Quand la démocratie devient un cercle vicieux
En 2010, Alassane Ouattara symbolisait l’espoir, la rupture avec un passé d’ombres. Quinze ans plus tard, le même homme risque de devenir l’incarnation du pouvoir perpétué, celui qui refuse l’alternance, pourtant socle de toute démocratie solide. Le piège du pouvoir éternel guette, et l’histoire politique africaine en est truffée.
Un quatrième mandat ? Le droit constitutionnel peut être tordu, redéfini, contourné. Mais le droit du peuple à l’alternance, lui, ne peut être effacé. La Côte d’Ivoire mérite mieux qu’un scénario à la Poutine , à la Kagame ou à la Biya .
Une poudrière sociale sous tension
La jeunesse ivoirienne est majoritairement née dans les années 90-2000, avec des souvenirs amers de guerre, d’exil, de divisions ethniques et politiques. Aujourd’hui, cette jeunesse veut rêver, entreprendre, voter librement.
Mais à quoi bon voter, si les règles changent selon les ambitions d’un seul homme ?
Une nouvelle candidature de Ouattara pourrait raviver les fractures politiques profondes, alimenter un climat d’instabilité et entraîner des épisodes de violences, comme en 2020. Ce serait, littéralement, jouer avec le feu.
L’Afrique n’est pas condamnée à l’éternel recommencement
La Côte d’Ivoire est un géant économique en Afrique de l’Ouest. Mais sa crédibilité politique, elle, vacille si elle laisse la tentation monarchique s’installer au sommet de l’État. Et qu’on ne vienne pas brandir l’excuse de la stabilité : il n’y a pas de stabilité durable sans alternance pacifique.
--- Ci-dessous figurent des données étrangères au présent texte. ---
//! Typed field accessors over an input [`Record`].
//!
//! Each accessor returns the resolved value, falling back to a fixed default
//! when the input does not provide one. Accessors that can reject input return
//! a [`Resolved`] carrying the warnings raised along the way, so the caller
//! decides how to report them.
//!
//! Free-text fields (name, target, script kind, description) and the enabled
//! flag only take their default when the column is missing; a present empty
//! cell is kept as-is. The identifier, frequency, locations and tags treat a
//! blank cell the same as a missing one.

use std::fmt;

use crate::models::Tag;
use crate::parser::Record;

/// Column names of the input table.
pub mod columns {
    pub const MONITOR_ID: &str = "monitor_id";
    pub const MONITOR_NAME: &str = "monitor_name";
    pub const TARGET_URL: &str = "target_url";
    pub const SCRIPT_TYPE: &str = "script_type";
    pub const DESCRIPTION: &str = "description";
    pub const ENABLED: &str = "enabled";
    pub const FREQUENCY_MIN: &str = "frequencyMin";
    /// Location columns in lookup order.
    pub const LOCATIONS: [&str; 3] = ["locations", "location", "location_id"];
    pub const TAG_PURPOSE: &str = "tag_purpose";
    pub const TAG_INDUSTRY: &str = "tag_industry";
    pub const TAG_OWNER: &str = "tag_owner";
    pub const TAG_EXPIRY_DATE: &str = "tag_expiry_date";
    pub const TAG_CUSTOM: &str = "tag_custom";
}

pub const DEFAULT_MONITOR_NAME: &str = "Unnamed Monitor";
pub const DEFAULT_TARGET_URL: &str = "https://www.dynatrace.com";
pub const DEFAULT_SCRIPT_TYPE: &str = "availability";
pub const DEFAULT_FREQUENCY_MIN: u32 = 60;
pub const DEFAULT_LOCATION: &str = "GEOLOCATION-7F39AED31559436D";
/// Key of the tag added when a row defines no tag at all.
pub const SENTINEL_TAG_KEY: &str = "MonacoCsvGenerated";

/// Separator of list cells (locations, custom tags).
pub const LIST_SEPARATOR: char = ';';

/// Fixed-purpose tag columns and the tag key each one produces.
pub const FIXED_TAG_COLUMNS: [(&str, &str); 4] = [
    (columns::TAG_PURPOSE, "Purpose"),
    (columns::TAG_INDUSTRY, "Industry"),
    (columns::TAG_OWNER, "Owner"),
    (columns::TAG_EXPIRY_DATE, "ExpiryDate"),
];

// =============================================================================
// Outcomes
// =============================================================================

/// Why a record produced no monitor.
#[derive(Debug, Clone, PartialEq, Eq)]
pub enum SkipReason {
    /// `monitor_id` absent or blank.
    MissingIdentifier,
    /// `monitor_id` cannot be used as a directory name.
    UnsafeIdentifier(String),
}

impl fmt::Display for SkipReason {
    fn fmt(&self, f: &mut fmt::Formatter<'_>) -> fmt::Result {
        match self {
            Self::MissingIdentifier => write!(f, "missing '{}'", columns::MONITOR_ID),
            Self::UnsafeIdentifier(id) => {
                write!(f, "'{}' value '{}' is not a valid directory name", columns::MONITOR_ID, id)
            }
        }
    }
}

/// A value that was replaced or dropped while resolving a record.
#[derive(Debug, Clone, PartialEq, Eq)]
pub enum FieldWarning {
    /// `frequencyMin` is not a positive integer.
    InvalidFrequency { value: String },
    /// A `tag_custom` entry with nothing before the colon.
    EmptyTagKey { entry: String },
}

impl fmt::Display for FieldWarning {
    fn fmt(&self, f: &mut fmt::Formatter<'_>) -> fmt::Result {
        match self {
            Self::InvalidFrequency { value } => write!(
                f,
                "Invalid {} '{}'. Using default {}.",
                columns::FREQUENCY_MIN,
                value,
                DEFAULT_FREQUENCY_MIN
            ),
            Self::EmptyTagKey { entry } => write!(
                f,
                "Ignoring {} entry '{}' with an empty key.",
                columns::TAG_CUSTOM,
                entry
            ),
        }
    }
}

/// Resolved field value plus what happened while resolving it.
#[derive(Debug, Clone, PartialEq)]
pub struct Resolved<T> {
    pub value: T,
    /// The default was substituted.
    pub defaulted: bool,
    pub warnings: Vec<FieldWarning>,
}

impl<T> Resolved<T> {
    pub fn given(value: T) -> Self {
        Self { value, defaulted: false, warnings: Vec::new() }
    }

    pub fn default_to(value: T) -> Self {
        Self { value, defaulted: true, warnings: Vec::new() }
    }

    pub fn with_warning(mut self, warning: FieldWarning) -> Self {
        self.warnings.push(warning);
        self
    }
}

// =============================================================================
// Accessors
// =============================================================================

/// Trimmed identifier. Also used as the output directory name.
pub fn identifier(record: &Record) -> Result<String, SkipReason> {
    let id = record
        .get_non_blank(columns::MONITOR_ID)
        .ok_or(SkipReason::MissingIdentifier)?;

    if id == "." || id == ".." || id.contains(['/', '\\']) {
        return Err(SkipReason::UnsafeIdentifier(id.to_string()));
    }

    Ok(id.to_string())
}

pub fn display_name(record: &Record) -> Resolved<String> {
    text_or(record, columns::MONITOR_NAME, DEFAULT_MONITOR_NAME)
}

pub fn target_url(record: &Record) -> Resolved<String> {
    text_or(record, columns::TARGET_URL, DEFAULT_TARGET_URL)
}

pub fn script_type(record: &Record) -> Resolved<String> {
    text_or(record, columns::SCRIPT_TYPE, DEFAULT_SCRIPT_TYPE)
}

/// Script step description, `Navigate to <url>` by default.
pub fn description(record: &Record, target_url: &str) -> Resolved<String> {
    match record.get(columns::DESCRIPTION) {
        Some(text) => Resolved::given(text.to_string()),
        None => Resolved::default_to(format!("Navigate to {}", target_url)),
    }
}

/// `true` when the column is missing, otherwise a case-insensitive `"true"`.
pub fn enabled(record: &Record) -> Resolved<bool> {
    match record.get(columns::ENABLED) {
        Some(raw) => Resolved::given(raw.trim().eq_ignore_ascii_case("true")),
        None => Resolved::default_to(true),
    }
}

/// Polling frequency in minutes. Only an unparseable value warns.
pub fn frequency_min(record: &Record) -> Resolved<u32> {
    let Some(raw) = record.get_non_blank(columns::FREQUENCY_MIN) else {
        return Resolved::default_to(DEFAULT_FREQUENCY_MIN);
    };

    match raw.parse::<u32>() {
        Ok(minutes) if minutes > 0 => Resolved::given(minutes),
        _ => Resolved::default_to(DEFAULT_FREQUENCY_MIN).with_warning(FieldWarning::InvalidFrequency {
            value: raw.to_string(),
        }),
    }
}

/// Location ids from the first populated location column.
pub fn locations(record: &Record) -> Resolved<Vec<String>> {
    let listed = columns::LOCATIONS
        .iter()
        .find_map(|column| record.get_non_blank(column))
        .map(split_list)
        .unwrap_or_default();

    if listed.is_empty() {
        Resolved::default_to(vec![DEFAULT_LOCATION.to_string()])
    } else {
        Resolved::given(listed)
    }
}

/// Tags from the fixed-purpose columns, then `tag_custom`, else the sentinel.
pub fn tags(record: &Record) -> Resolved<Vec<Tag>> {
    let mut tags: Vec<Tag> = FIXED_TAG_COLUMNS
        .iter()
        .filter_map(|(column, key)| record.get_non_blank(column).map(|value| Tag::new(*key, value)))
        .collect();

    let mut warnings = Vec::new();
    if let Some(custom) = record.get_non_blank(columns::TAG_CUSTOM) {
        for entry in split_list(custom) {
            match parse_custom_tag(&entry) {
                Some(tag) => tags.push(tag),
                None => warnings.push(FieldWarning::EmptyTagKey { entry }),
            }
        }
    }

    let mut resolved = if tags.is_empty() {
        Resolved::default_to(vec![Tag::key_only(SENTINEL_TAG_KEY)])
    } else {
        Resolved::given(tags)
    };
    resolved.warnings = warnings;
    resolved
}

/// `key:value` (split at the first colon) or a bare `key`.
/// `None` when the key is empty.
pub fn parse_custom_tag(entry: &str) -> Option<Tag> {
    let tag = match entry.split_once(':') {
        Some((key, value)) => Tag::new(key.trim(), value.trim()),
        None => Tag::key_only(entry.trim()),
    };
    (!tag.key.is_empty()).then_some(tag)
}

/// Split a `;`-joined cell, trimming entries and dropping empty ones.
pub fn split_list(raw: &str) -> Vec<String> {
    raw.split(LIST_SEPARATOR)
        .map(str::trim)
        .filter(|s| !s.is_empty())
        .map(String::from)
        .collect()
}

/// Cell text verbatim, or `default` when the column is missing.
fn text_or(record: &Record, column: &str, default: &str) -> Resolved<String> {
    match record.get(column) {
        Some(text) => Resolved::given(text.to_string()),
        None => Resolved::default_to(default.to_string()),
    }
}

#[cfg(test)]
mod tests {
    use super::*;

    fn row() -> Record {
        Record::new(2).with(columns::MONITOR_ID, "mon-1")
    }

    #[test]
    fn test_identifier_required() {
        assert_eq!(identifier(&row()).unwrap(), "mon-1");
        assert_eq!(identifier(&Record::new(2)), Err(SkipReason::MissingIdentifier));
        assert_eq!(
            identifier(&Record::new(2).with(columns::MONITOR_ID, "   ")),
            Err(SkipReason::MissingIdentifier)
        );
    }

    #[test]
    fn test_identifier_trimmed() {
        let record = Record::new(2).with(columns::MONITOR_ID, "  mon-2 ");
        assert_eq!(identifier(&record).unwrap(), "mon-2");
    }

    #[test]
    fn test_identifier_rejects_paths() {
        for id in ["..", ".", "a/b", "..\\x"] {
            let record = Record::new(2).with(columns::MONITOR_ID, id);
            assert!(matches!(identifier(&record), Err(SkipReason::UnsafeIdentifier(_))), "{}", id);
        }
    }

    #[test]
    fn test_text_defaults() {
        let record = row();
        assert_eq!(display_name(&record).value, "Unnamed Monitor");
        assert!(display_name(&record).defaulted);
        assert_eq!(target_url(&record).value, "https://www.dynatrace.com");
        assert_eq!(script_type(&record).value, "availability");
    }

    #[test]
    fn test_empty_text_cells_are_kept() {
        let record = row()
            .with(columns::MONITOR_NAME, "")
            .with(columns::TARGET_URL, "")
            .with(columns::SCRIPT_TYPE, "")
            .with(columns::DESCRIPTION, "");

        let name = display_name(&record);
        assert_eq!(name.value, "");
        assert!(!name.defaulted);
        assert_eq!(target_url(&record).value, "");
        assert_eq!(script_type(&record).value, "");
        assert_eq!(description(&record, "").value, "");
    }

    #[test]
    fn test_description_defaults_to_target() {
        let record = row();
        assert_eq!(
            description(&record, "https://example.com").value,
            "Navigate to https://example.com"
        );

        let record = row().with(columns::DESCRIPTION, "Open the shop");
        assert_eq!(description(&record, "https://example.com").value, "Open the shop");

        let record = row().with(columns::DESCRIPTION, " ");
        assert_eq!(description(&record, "https://example.com").value, " ");
    }

    #[test]
    fn test_enabled_case_insensitive() {
        for raw in ["TRUE", "true", "True", " true "] {
            let record = row().with(columns::ENABLED, raw);
            assert!(enabled(&record).value, "{}", raw);
        }
    }

    #[test]
    fn test_enabled_other_values_disable() {
        for raw in ["", "false", "yes", "1", "TRUE!"] {
            let record = row().with(columns::ENABLED, raw);
            assert!(!enabled(&record).value, "{}", raw);
        }
    }

    #[test]
    fn test_enabled_absent_is_true() {
        let resolved = enabled(&row());
        assert!(resolved.value);
        assert!(resolved.defaulted);
    }

    #[test]
    fn test_frequency_parsed() {
        let resolved = frequency_min(&row().with(columns::FREQUENCY_MIN, "45"));
        assert_eq!(resolved.value, 45);
        assert!(resolved.warnings.is_empty());
    }

    #[test]
    fn test_frequency_invalid_warns() {
        let resolved = frequency_min(&row().with(columns::FREQUENCY_MIN, "abc"));
        assert_eq!(resolved.value, 60);
        assert_eq!(
            resolved.warnings,
            vec![FieldWarning::InvalidFrequency { value: "abc".into() }]
        );
    }

    #[test]
    fn test_frequency_non_positive_warns() {
        for raw in ["0", "-5"] {
            let resolved = frequency_min(&row().with(columns::FREQUENCY_MIN, raw));
            assert_eq!(resolved.value, 60);
            assert_eq!(resolved.warnings.len(), 1);
        }
    }

    #[test]
    fn test_frequency_absent_or_blank_is_silent() {
        for record in [row(), row().with(columns::FREQUENCY_MIN, " ")] {
            let resolved = frequency_min(&record);
            assert_eq!(resolved.value, 60);
            assert!(resolved.warnings.is_empty());
        }
    }

    #[test]
    fn test_locations_split_and_trimmed() {
        let record = row().with("locations", " GEO-A ;; GEO-B;");
        assert_eq!(locations(&record).value, vec!["GEO-A", "GEO-B"]);
    }

    #[test]
    fn test_locations_fallback_columns() {
        let record = row().with("location", "GEO-C");
        assert_eq!(locations(&record).value, vec!["GEO-C"]);

        let record = row().with("locations", "").with("location_id", "GEO-D");
        assert_eq!(locations(&record).value, vec!["GEO-D"]);
    }

    #[test]
    fn test_locations_default() {
        let resolved = locations(&row());
        assert_eq!(resolved.value, vec![DEFAULT_LOCATION]);
        assert!(resolved.defaulted);

        let resolved = locations(&row().with("locations", " ; "));
        assert_eq!(resolved.value, vec![DEFAULT_LOCATION]);
    }

    #[test]
    fn test_sentinel_tag_when_nothing_set() {
        let resolved = tags(&row().with(columns::TAG_OWNER, "  "));
        assert_eq!(resolved.value, vec![Tag::key_only(SENTINEL_TAG_KEY)]);
        assert!(resolved.defaulted);
    }

    #[test]
    fn test_fixed_tags_in_order() {
        let record = row()
            .with(columns::TAG_OWNER, " web-team ")
            .with(columns::TAG_PURPOSE, "Sales");
        assert_eq!(
            tags(&record).value,
            vec![Tag::new("Purpose", "Sales"), Tag::new("Owner", "web-team")]
        );
    }

    #[test]
    fn test_custom_tags() {
        let record = row().with(columns::TAG_CUSTOM, "env:prod;urgent");
        assert_eq!(
            tags(&record).value,
            vec![Tag::new("env", "prod"), Tag::key_only("urgent")]
        );
    }

    #[test]
    fn test_custom_tag_splits_at_first_colon() {
        assert_eq!(
            parse_custom_tag("url: https://x.example"),
            Some(Tag::new("url", "https://x.example"))
        );
        assert_eq!(parse_custom_tag("env:"), Some(Tag::new("env", "")));
    }

    #[test]
    fn test_tiers_are_additive() {
        let record = row()
            .with(columns::TAG_INDUSTRY, "Retail")
            .with(columns::TAG_CUSTOM, "tier:gold");
        let resolved = tags(&record);
        assert_eq!(
            resolved.value,
            vec![Tag::new("Industry", "Retail"), Tag::new("tier", "gold")]
        );
        assert!(!resolved.value.iter().any(|t| t.key == SENTINEL_TAG_KEY));
    }

    #[test]
    fn test_empty_custom_key_warns() {
        let resolved = tags(&row().with(columns::TAG_CUSTOM, ":orphan"));
        assert_eq!(resolved.value, vec![Tag::key_only(SENTINEL_TAG_KEY)]);
        assert_eq!(
            resolved.warnings,
            vec![FieldWarning::EmptyTagKey { entry: ":orphan".into() }]
        );
    }
}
Le président Ouattara a dirigé, construit, stabilisé. Mais il doit maintenant préparer le passage de flambeau. La grandeur d’un homme d’État ne se mesure pas à la durée de son règne, mais à sa capacité à quitter le pouvoir dans l’honneur et la paix.
L’heure du sursaut
Il est temps que l’élite politique ivoirienne toutes tendances confondues ose dire NON à la personnalisation du pouvoir. Il est temps que le peuple ivoirien s’approprie son destin démocratique.
Parce qu’un quatrième mandat, même « légal », serait une trahison morale. Et parce que l’Afrique, plus que jamais, a besoin d’exemples de transmission, pas de transitions forcées dans le sang.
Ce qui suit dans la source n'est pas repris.